ネイスが、俺よりも先行して店のドアを開けた。
ガラガラッ。
ドアについてあった鈴がなり、ドアが開閉された合図のように店内へ響いた。
「いらっしゃいませー」
おそらくこの店の店主であるだろう少しおしゃれな感じのお姉さんが奥から現れた。
服のセンスというものは俺にはわからないのでものすごいおしゃれなお姉さんっていう可能性もあるがわからないし、どうでもいいか。

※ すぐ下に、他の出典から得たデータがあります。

use std::fmt;

use bitflags::bitflags;
use serde::{Deserialize, Serialize};

use crate::{
    stats::{DerivedStats, StatBlock, StatId},
    status::EffectTable,
};

mod arena;

pub use arena::{EntityArena, SpatialQuery};

/// 엔티티 식별자
///
/// 효과/타이머는 엔티티를 직접 참조하지 않고 이 ID 만 들고 있는다.
/// 파괴된 엔티티의 ID 로는 아레나 조회가 실패할 뿐 dangling 참조가 생기지 않는다.
#[derive(Debug, Clone, Copy, PartialEq, Eq, Hash, PartialOrd, Ord, Serialize, Deserialize)]
pub struct EntityId(u32);

impl EntityId {
    pub const fn new(raw: u32) -> Self {
        Self(raw)
    }

    pub fn as_u32(self) -> u32 {
        self.0
    }
}

impl fmt::Display for EntityId {
    fn fmt(&self, f: &mut fmt::Formatter<'_>) -> fmt::Result {
        write!(f, "#{}", self.0)
    }
}

#[derive(Debug, Clone, Copy, PartialEq, Eq, Hash, Serialize, Deserialize)]
pub enum EntityType {
    Player,
    Monster,
    /// 소환수/펫 등 주인이 있는 개체
    Companion,
}

bitflags! {
    /// 범위 질의에서 쓰는 엔티티 타입 필터
    #[derive(Debug, Clone, Copy, PartialEq, Eq, Hash, Serialize, Deserialize)]
    pub struct TypeFilter: u8 {
        const PLAYER = 1 << 0;
        const MONSTER = 1 << 1;
        const COMPANION = 1 << 2;
    }
}

impl TypeFilter {
    pub fn matches(self, entity_type: EntityType) -> bool {
        let bit = match entity_type {
            EntityType::Player => TypeFilter::PLAYER,
            EntityType::Monster => TypeFilter::MONSTER,
            EntityType::Companion => TypeFilter::COMPANION,
        };
        self.contains(bit)
    }
}

/// 방어 속성
#[derive(Debug, Clone, Copy, PartialEq, Eq, Hash, Serialize, Deserialize)]
pub enum Element {
    Neutral,
    Water,
    Earth,
    Fire,
    Wind,
    Poison,
    Holy,
    Dark,
    Ghost,
    Undead,
}

#[derive(Debug, Clone, Copy, PartialEq, Eq, Hash, Serialize, Deserialize)]
pub enum Race {
    Formless,
    Undead,
    Brute,
    Plant,
    Insect,
    Fish,
    Demon,
    DemiHuman,
    Angel,
    Dragon,
}

#[derive(Debug, Clone, Copy, PartialEq, Eq, Default, Serialize, Deserialize)]
pub struct Position {
    pub x: i32,
    pub y: i32,
}

impl Position {
    pub const fn new(x: i32, y: i32) -> Self {
        Self { x, y }
    }

    /// 정사각 범위 판정용 거리 (체비쇼프)
    pub fn distance(&self, other: &Position) -> i32 {
        (self.x - other.x).abs().max((self.y - other.y).abs())
    }
}

/// 직업/몬스터 DB 에서 오는 기본 능력치
#[derive(Debug, Clone, Copy, PartialEq, Eq, Serialize, Deserialize)]
#[serde(default)]
pub struct BaseAttributes {
    pub level: u32,
    pub str: i32,
    pub agi: i32,
    pub vit: i32,
    pub int: i32,
    pub dex: i32,
    pub luk: i32,
    pub max_hp: i32,
    pub max_sp: i32,
    pub atk: i32,
    pub matk: i32,
    pub def: i32,
    pub mdef: i32,
    /// 이동 속도(ms/칸)
    pub speed: i32,
    /// 공격 주기(ms)
    pub attack_delay: i32,
}

impl BaseAttributes {
    /// 1차 능력치 값. 1차 능력치가 아닌 스탯은 0.
    pub fn attribute(&self, stat: StatId) -> i64 {
        let value = match stat {
            StatId::Str => self.str,
            StatId::Agi => self.agi,
            StatId::Vit => self.vit,
            StatId::Int => self.int,
            StatId::Dex => self.dex,
            StatId::Luk => self.luk,
            _ => 0,
        };
        i64::from(value)
    }
}

impl Default for BaseAttributes {
    fn default() -> Self {
        Self {
            level: 1,
            str: 1,
            agi: 1,
            vit: 1,
            int: 1,
            dex: 1,
            luk: 1,
            max_hp: 40,
            max_sp: 10,
            atk: 0,
            matk: 0,
            def: 0,
            mdef: 0,
            speed: 150,
            attack_delay: 2000,
        }
    }
}

/// 엔티티 생성 요청
#[derive(Debug, Clone, Serialize, Deserialize)]
pub struct EntitySpec {
    pub entity_type: EntityType,
    pub base: BaseAttributes,
    #[serde(default)]
    pub equipment: StatBlock,
    pub element: Element,
    pub race: Race,
    /// 보스 속성. 설정된 일부 효과에 면역.
    #[serde(default)]
    pub boss: bool,
    #[serde(default)]
    pub position: Position,
    #[serde(default)]
    pub party: Option<u32>,
    #[serde(default)]
    pub master: Option<EntityId>,
}

impl EntitySpec {
    pub fn player(base: BaseAttributes) -> Self {
        Self {
            entity_type: EntityType::Player,
            base,
            equipment: StatBlock::new(),
            element: Element::Neutral,
            race: Race::DemiHuman,
            boss: false,
            position: Position::default(),
            party: None,
            master: None,
        }
    }

    pub fn monster(base: BaseAttributes) -> Self {
        Self {
            entity_type: EntityType::Monster,
            race: Race::Formless,
            ..Self::player(base)
        }
    }

    pub fn companion(base: BaseAttributes, master: EntityId) -> Self {
        Self {
            entity_type: EntityType::Companion,
            race: Race::Brute,
            master: Some(master),
            ..Self::player(base)
        }
    }

    pub fn element(mut self, element: Element) -> Self {
        self.element = element;
        self
    }

    pub fn race(mut self, race: Race) -> Self {
        self.race = race;
        self
    }

    pub fn boss(mut self) -> Self {
        self.boss = true;
        self
    }

    pub fn at(mut self, position: Position) -> Self {
        self.position = position;
        self
    }

    pub fn party(mut self, party: u32) -> Self {
        self.party = Some(party);
        self
    }

    pub fn equipment(mut self, equipment: StatBlock) -> Self {
        self.equipment = equipment;
        self
    }
}

/// 전투 개체 한 명
///
/// 효과 테이블, 그룹 비트마스크(테이블 내부), 파생 스탯 캐시를 직접 소유한다.
#[derive(Debug)]
pub struct Entity {
    pub(crate) id: EntityId,
    pub(crate) entity_type: EntityType,
    pub(crate) base: BaseAttributes,
    pub(crate) equipment: StatBlock,
    pub(crate) element: Element,
    pub(crate) race: Race,
    pub(crate) boss: bool,
    pub(crate) position: Position,
    pub(crate) party: Option<u32>,
    pub(crate) master: Option<EntityId>,
    pub(crate) companions: Vec<EntityId>,
    pub(crate) alive: bool,
    pub(crate) hp: i32,
    pub(crate) sp: i32,
    pub(crate) effects: EffectTable,
    pub(crate) derived: DerivedStats,
}

impl Entity {
    pub(crate) fn from_spec(id: EntityId, spec: EntitySpec) -> Self {
        Self {
            id,
            entity_type: spec.entity_type,
            base: spec.base,
            equipment: spec.equipment,
            element: spec.element,
            race: spec.race,
            boss: spec.boss,
            position: spec.position,
            party: spec.party,
            master: spec.master,
            companions: Vec::new(),
            alive: true,
            hp: 0,
            sp: 0,
            effects: EffectTable::new(),
            derived: DerivedStats::default(),
        }
    }

    pub fn id(&self) -> EntityId {
        self.id
    }

    pub fn entity_type(&self) -> EntityType {
        self.entity_type
    }

    pub fn is_player(&self) -> bool {
        self.entity_type == EntityType::Player
    }

    pub fn element(&self) -> Element {
        self.element
    }

    pub fn race(&self) -> Race {
        self.race
    }

    pub fn is_boss(&self) -> bool {
        self.boss
    }

    pub fn position(&self) -> Position {
        self.position
    }

    pub fn party(&self) -> Option<u32> {
        self.party
    }

    pub fn master(&self) -> Option<EntityId> {
        self.master
    }

    pub fn companions(&self) -> &[EntityId] {
        &self.companions
    }

    pub fn is_alive(&self) -> bool {
        self.alive
    }

    pub fn hp(&self) -> i32 {
        self.hp
    }

    pub fn sp(&self) -> i32 {
        self.sp
    }

    pub fn base(&self) -> &BaseAttributes {
        &self.base
    }

    pub fn effects(&self) -> &EffectTable {
        &self.effects
    }

    pub fn derived(&self) -> &DerivedStats {
        &self.derived
    }

    /// 같은 파티이거나 자기 자신이면 아군
    pub fn is_ally_of(&self, other: &Entity) -> bool {
        if self.id == other.id {
            return true;
        }
        match (self.party, other.party) {
            (Some(a), Some(b)) => a == b,
            _ => self.master == Some(other.id) || other.master == Some(self.id),
        }
    }

    /// 현재 HP/SP 를 최대치 이내로 맞춘다.
    pub(crate) fn clamp_resources(&mut self) {
        self.hp = self.hp.clamp(0, self.derived.max_hp.max(0));
        self.sp = self.sp.clamp(0, self.derived.max_sp.max(0));
    }

    pub fn can_act(&self) -> bool {
        self.alive && self.effects.groups().allows_action()
    }

    pub fn can_move(&self) -> bool {
        self.alive && self.effects.groups().allows_movement()
    }

    pub fn can_cast(&self) -> bool {
        self.alive && self.effects.groups().allows_casting()
    }
}

#[cfg(test)]
mod tests {
    use super::*;

    #[test]
    fn type_filter_matches_only_selected_types() {
        let filter = TypeFilter::PLAYER | TypeFilter::COMPANION;
        assert!(filter.matches(EntityType::Player));
        assert!(filter.matches(EntityType::Companion));
        assert!(!filter.matches(EntityType::Monster));
    }

    #[test]
    fn distance_is_square_range() {
        let a = Position::new(0, 0);
        assert_eq!(a.distance(&Position::new(3, -2)), 3);
        assert_eq!(a.distance(&Position::new(-1, 5)), 5);
    }

    #[test]
    fn allies_share_party_or_master() {
        let base = BaseAttributes::default();
        let a = Entity::from_spec(EntityId::new(1), EntitySpec::player(base).party(7));
        let b = Entity::from_spec(EntityId::new(2), EntitySpec::player(base).party(7));
        let c = Entity::from_spec(EntityId::new(3), EntitySpec::player(base).party(8));
        let pet = Entity::from_spec(EntityId::new(4), EntitySpec::companion(base, a.id()));

        assert!(a.is_ally_of(&b));
        assert!(!a.is_ally_of(&c));
        assert!(a.is_ally_of(&pet));
        assert!(pet.is_ally_of(&a));
    }
}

お姉さんは俺たちの方を来た途端、驚いた様子でネイスのことを凝視していた。
なんだなんだ、ネイスのこと知ってるのか?
もしかして知り合いなのかと思った俺はネイスの方を見てみたが、ネイスも困惑した表情で固まっているだけだった。これは完全に知り合いではないな。

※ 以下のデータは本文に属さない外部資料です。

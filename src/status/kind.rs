use std::fmt;

use serde::{Deserialize, Serialize};

/// 상태 이상 종류
///
/// 선언 순서가 곧 고정 평가 순서다. 스탯 파이프라인의 기여 수집, 강제 고정값의
/// 우선순위, clear_all 의 종료 순서가 모두 이 순서를 따른다.
#[derive(Debug, Clone, Copy, PartialEq, Eq, Hash, PartialOrd, Ord, Serialize, Deserialize)]
pub enum EffectKind {
    // 행동 불능
    Stone,
    Freeze,
    Stun,
    Sleep,

    // 상태 이상
    Poison,
    DeadlyPoison,
    Curse,
    Silence,
    Confusion,
    Blind,
    Bleeding,

    // 버프
    Blessing,
    IncreaseAgi,
    Angelus,
    Gloria,
    Impositio,
    Magnificat,
    Concentrate,
    Endure,
    TwoHandQuicken,
    SpearsQuicken,
    Adrenaline,
    Overthrust,
    WeaponPerfection,
    Loud,
    TrueSight,
    WindWalk,
    AtkPotion,
    MatkPotion,
    SpeedPotion,
    Kyrie,
    Assumptio,
    EnergyCoat,
    SteelBody,
    Keeping,
    Barrier,
    Berserk,
    Concentration,
    Provoke,
    MindBreaker,
    Regeneration,

    // 디버프
    DecreaseAgi,
    Quagmire,
    SignumCrucis,
    EternalChaos,
    Slow,
    SpiderWeb,
    AnkleSnare,
    StripShield,

    // 자세
    Hiding,
    Cloaking,
    Chasewalk,
    Sight,
    Ruwach,
    Dancing,
    Riding,
    Wedding,
    NoChat,

    // 링크
    Devotion,
    Marionette,
    MarionetteTarget,
    BladeStop,

    // 오라
    Gospel,
    GospelBlessing,
    BattleOrders,
    GuildAura,

    SlowPoison,
    Weight50,
    Weight90,
}

impl EffectKind {
    pub const COUNT: usize = 69;

    pub const ALL: [EffectKind; Self::COUNT] = [
        EffectKind::Stone,
        EffectKind::Freeze,
        EffectKind::Stun,
        EffectKind::Sleep,
        EffectKind::Poison,
        EffectKind::DeadlyPoison,
        EffectKind::Curse,
        EffectKind::Silence,
        EffectKind::Confusion,
        EffectKind::Blind,
        EffectKind::Bleeding,
        EffectKind::Blessing,
        EffectKind::IncreaseAgi,
        EffectKind::Angelus,
        EffectKind::Gloria,
        EffectKind::Impositio,
        EffectKind::Magnificat,
        EffectKind::Concentrate,
        EffectKind::Endure,
        EffectKind::TwoHandQuicken,
        EffectKind::SpearsQuicken,
        EffectKind::Adrenaline,
        EffectKind::Overthrust,
        EffectKind::WeaponPerfection,
        EffectKind::Loud,
        EffectKind::TrueSight,
        EffectKind::WindWalk,
        EffectKind::AtkPotion,
        EffectKind::MatkPotion,
        EffectKind::SpeedPotion,
        EffectKind::Kyrie,
        EffectKind::Assumptio,
        EffectKind::EnergyCoat,
        EffectKind::SteelBody,
        EffectKind::Keeping,
        EffectKind::Barrier,
        EffectKind::Berserk,
        EffectKind::Concentration,
        EffectKind::Provoke,
        EffectKind::MindBreaker,
        EffectKind::Regeneration,
        EffectKind::DecreaseAgi,
        EffectKind::Quagmire,
        EffectKind::SignumCrucis,
        EffectKind::EternalChaos,
        EffectKind::Slow,
        EffectKind::SpiderWeb,
        EffectKind::AnkleSnare,
        EffectKind::StripShield,
        EffectKind::Hiding,
        EffectKind::Cloaking,
        EffectKind::Chasewalk,
        EffectKind::Sight,
        EffectKind::Ruwach,
        EffectKind::Dancing,
        EffectKind::Riding,
        EffectKind::Wedding,
        EffectKind::NoChat,
        EffectKind::Devotion,
        EffectKind::Marionette,
        EffectKind::MarionetteTarget,
        EffectKind::BladeStop,
        EffectKind::Gospel,
        EffectKind::GospelBlessing,
        EffectKind::BattleOrders,
        EffectKind::GuildAura,
        EffectKind::SlowPoison,
        EffectKind::Weight50,
        EffectKind::Weight90,
    ];

    pub const fn ordinal(self) -> usize {
        self as usize
    }

    /// 서로 배타적인 행동 불능 계열
    pub fn is_incapacitation(self) -> bool {
        matches!(
            self,
            EffectKind::Stone | EffectKind::Freeze | EffectKind::Stun | EffectKind::Sleep
        )
    }
}

impl fmt::Display for EffectKind {
    fn fmt(&self, f: &mut fmt::Formatter<'_>) -> fmt::Result {
        fmt::Debug::fmt(self, f)
    }
}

「あの? 私そんなに汚いですか? あんまり見られるのは恥ずかしいです」
困り果てた様子のネイスは自分の恰好のせいで目を引いたのかと予想したようでお姉さんに確認している。
「ううん、そんなことないわよ。気にしないでちょうだい」
ネイスに返事をしたお姉さんは今度を俺のほうへ視線を向けてきた。
そして、ネイスと俺を交互に見ること数回。
「君、もしかして、この子の保護者? いいや、それにしては年齢が近いわね。一体どういう関係なの?」
「は? いや、ネイスは俺がスラムから連れてきたんだけど。それがどうかしたか?」
「このあほたれがーーー!!!」
パシーーン!!!
お姉さんが俺の右ほほに渾身のビンタを叩き込んできた。